- Directed by: Ramin Niami
- Written by: Ramin Niami
- Produced by: Ray Moheet; Behrooz Arshadi; Ramin Niami; Karen Robson; Nick Soper; Arghavan Gousheh; Maz Jobrani; Nina Attaripour;
- Starring: George Wallace; Amy Madigan; Anahita Khalatbari; Nazanin Boniadi; Riley Smith; Marshall Manesh; Maz Jobrani;
- Production company: Sideshow, Inc.
- Distributed by: Sideshow Releasing
- Release date: March 14, 2014;
- Running time: 105 minutes
- Countries: United States Iran
- Languages: English Persian

= Shirin in Love =

2014 film directed by Ramin Niami

Shirin in Love is an Iranian-American romantic comedy film directed by Ramin Niami and starring Nazanin Boniadi, Riley Smith, Maz Jobrani and Anahita Khalatbari. It was released in March 2014 via AMC Independent.

==Plot==

Shirin is an absent-minded, yet sophisticated, young Iranian-American woman who lives in "Tehrangeles", the large Iranian community of Los Angeles. While Shirin has been engaged for years to a successful Iranian plastic surgeon in Beverly Hills, she lives with her overbearing mother and empathetic father.

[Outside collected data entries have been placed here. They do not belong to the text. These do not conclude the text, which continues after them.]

// system-tests/tests/helpers/mod.rs
// ============================================================================
// Module: System Test Helpers
// Description: Shared helpers for channel probe system-tests.
// Purpose: Provide the API stub, probe harness, and artifact utilities.
// Dependencies: system-tests, channel-probe-cli, channel-probe-client
// ============================================================================

//! ## Overview
//! Shared helpers for channel probe system-tests.
//! Invariants:
//! - Every provisioned mock user is deleted before the test returns.
//! - Each test gets its own stub, so tests share no server state.

#![allow(dead_code, reason = "Shared helpers are reused across multiple test suites.")]

pub mod artifacts;
pub mod timeouts;
// crates/channel-probe-cli/src/report.rs
// ============================================================================
// Module: Suite Reports
// Description: Per-case outcomes plus setup and teardown status.
// Purpose: Render suite results as canonical JSON or plain text.
// Dependencies: serde, serde_jcs
// ============================================================================

//! ## Overview
//! A [`SuiteReport`] is built by the suite runner and never mutated after
//! [`SuiteReport::finish`]. JSON output is RFC 8785 canonical so reports from
//! repeated runs diff cleanly apart from their timings.

// ============================================================================
// SECTION: Imports
// ============================================================================

use std::fmt::Write as _;

use serde::Serialize;

use crate::assertions::Mismatch;
use crate::cases::CaseGroup;

// ============================================================================
// SECTION: Report Types
// ============================================================================

/// Final status of one case.
#[derive(Debug, Clone, Copy, PartialEq, Eq, Serialize)]
#[serde(rename_all = "snake_case")]
pub enum CaseStatus {
    /// Status and body matched.
    Passed,
    /// At least one mismatch, or no response.
    Failed,
    /// Not executed because setup failed.
    Skipped,
}

impl CaseStatus {
    /// Returns the stable status label.
    #[must_use]
    pub const fn as_str(self) -> &'static str {
        match self {
            Self::Passed => "passed",
            Self::Failed => "failed",
            Self::Skipped => "skipped",
        }
    }
}

/// Outcome of the setup or teardown phase.
#[derive(Debug, Clone, PartialEq, Eq, Serialize)]
pub struct PhaseReport {
    /// Whether the phase succeeded.
    pub ok: bool,
    /// Error text when it did not.
    pub error: Option<String>,
    /// Wall-clock duration in milliseconds.
    pub duration_ms: u64,
}

impl PhaseReport {
    /// Builds a successful phase report.
    #[must_use]
    pub const fn succeeded(duration_ms: u64) -> Self {
        Self {
            ok: true,
            error: None,
            duration_ms,
        }
    }

    /// Builds a failed phase report.
    #[must_use]
    pub const fn failed(error: String, duration_ms: u64) -> Self {
        Self {
            ok: false,
            error: Some(error),
            duration_ms,
        }
    }
}

/// Outcome of one case.
#[derive(Debug, Clone, PartialEq, Eq, Serialize)]
pub struct CaseReport {
    /// Case identifier.
    pub name: String,
    /// Case group.
    pub group: CaseGroup,
    /// Final status.
    pub status: CaseStatus,
    /// Observed HTTP status, when a response arrived.
    pub http_status: Option<u16>,
    /// Every mismatch found.
    pub mismatches: Vec<Mismatch>,
    /// Transport or setup error text.
    pub error: Option<String>,
    /// Wall-clock duration in milliseconds.
    pub duration_ms: u64,
}

/// Full suite outcome.
#[derive(Debug, Clone, PartialEq, Eq, Serialize)]
pub struct SuiteReport {
    /// Base URL the suite ran against.
    pub base_url: String,
    /// Mock-user prefix used for setup and teardown.
    pub prefix: String,
    /// Setup phase.
    pub setup: PhaseReport,
    /// Per-case outcomes in execution order.
    pub cases: Vec<CaseReport>,
    /// Teardown phase.
    pub teardown: PhaseReport,
    /// Number of passed cases.
    pub passed: usize,
    /// Number of failed cases.
    pub failed: usize,
    /// Number of skipped cases.
    pub skipped: usize,
}

impl SuiteReport {
    /// Assembles a report and computes its totals.
    #[must_use]
    pub fn finish(
        base_url: String,
        prefix: String,
        setup: PhaseReport,
        cases: Vec<CaseReport>,
        teardown: PhaseReport,
    ) -> Self {
        let count = |status: CaseStatus| cases.iter().filter(|case| case.status == status).count();
        let passed = count(CaseStatus::Passed);
        let failed = count(CaseStatus::Failed);
        let skipped = count(CaseStatus::Skipped);
        Self {
            base_url,
            prefix,
            setup,
            cases,
            teardown,
            passed,
            failed,
            skipped,
        }
    }

    /// Returns whether setup, every case, and teardown succeeded.
    #[must_use]
    pub const fn is_success(&self) -> bool {
        self.setup.ok && self.teardown.ok && self.failed == 0 && self.skipped == 0
    }

    /// Looks up a case outcome by name.
    #[must_use]
    pub fn case(&self, name: &str) -> Option<&CaseReport> {
        self.cases.iter().find(|case| case.name == name)
    }

    /// Serializes the report as canonical JSON.
    ///
    /// # Errors
    ///
    /// Returns the serializer error text when canonicalization fails.
    pub fn to_canonical_json(&self) -> Result<Vec<u8>, String> {
        serde_jcs::to_vec(self).map_err(|err| err.to_string())
    }

    /// Renders a human-readable summary.
    #[must_use]
    pub fn render_text(&self) -> String {
        let mut out = String::new();
        let _ = writeln!(out, "channel probe against {} (prefix {})", self.base_url, self.prefix);
        let _ = writeln!(out, "setup: {}", phase_label(&self.setup));
        for case in &self.cases {
            let status = case.http_status.map_or_else(|| "-".to_string(), |code| code.to_string());
            let _ = writeln!(
                out,
                "[{}] {}/{} (http {status}, {} ms)",
                case.status.as_str(),
                case.group,
                case.name,
                case.duration_ms
            );
            for mismatch in &case.mismatches {
                let _ = writeln!(out, "    - {mismatch}");
            }
            if let Some(error) = &case.error {
                let _ = writeln!(out, "    ! {error}");
            }
        }
        let _ = writeln!(out, "teardown: {}", phase_label(&self.teardown));
        let _ = write!(
            out,
            "{} passed, {} failed, {} skipped",
            self.passed, self.failed, self.skipped
        );
        out
    }
}

/// Formats a phase outcome for text output.
fn phase_label(phase: &PhaseReport) -> String {
    match &phase.error {
        None => format!("ok ({} ms)", phase.duration_ms),
        Some(error) => format!("failed ({} ms): {error}", phase.duration_ms),
    }
}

When she falls in love with a mysterious young man who lives in a lighthouse in Northern California, a secret unravels and cultures clash, challenging all the tradition Shirin grew up with - and she re-discovers herself in the process.

==Cast==
- George Wallace as Officer Washington
- Amy Madigan as Rachel Harson
- Nazanin Boniadi as Shirin
- Riley Smith as William
- Marshall Manesh as Nader
- Maz Jobrani as Mike
- Anahita Khalatbari as Maryam
- Max Amini as Ed
- Annie Little as Vicky
- Samantha Colburn as Helen
- Steven Schub as Rick
- Sam Golzari as Ben
- Nick Soper as Officer Clifford
- Andy Madadian as Andy
- Mervin Gilbert as Dale
- Aycil Yeltan as Sasha
- Carryl Lynn as Sylvia

==Reception==
 Metacritic, which uses a weighted average, assigned the film a score of 29 out of 100, based on 9 critics, indicating "generally unfavorable" reviews.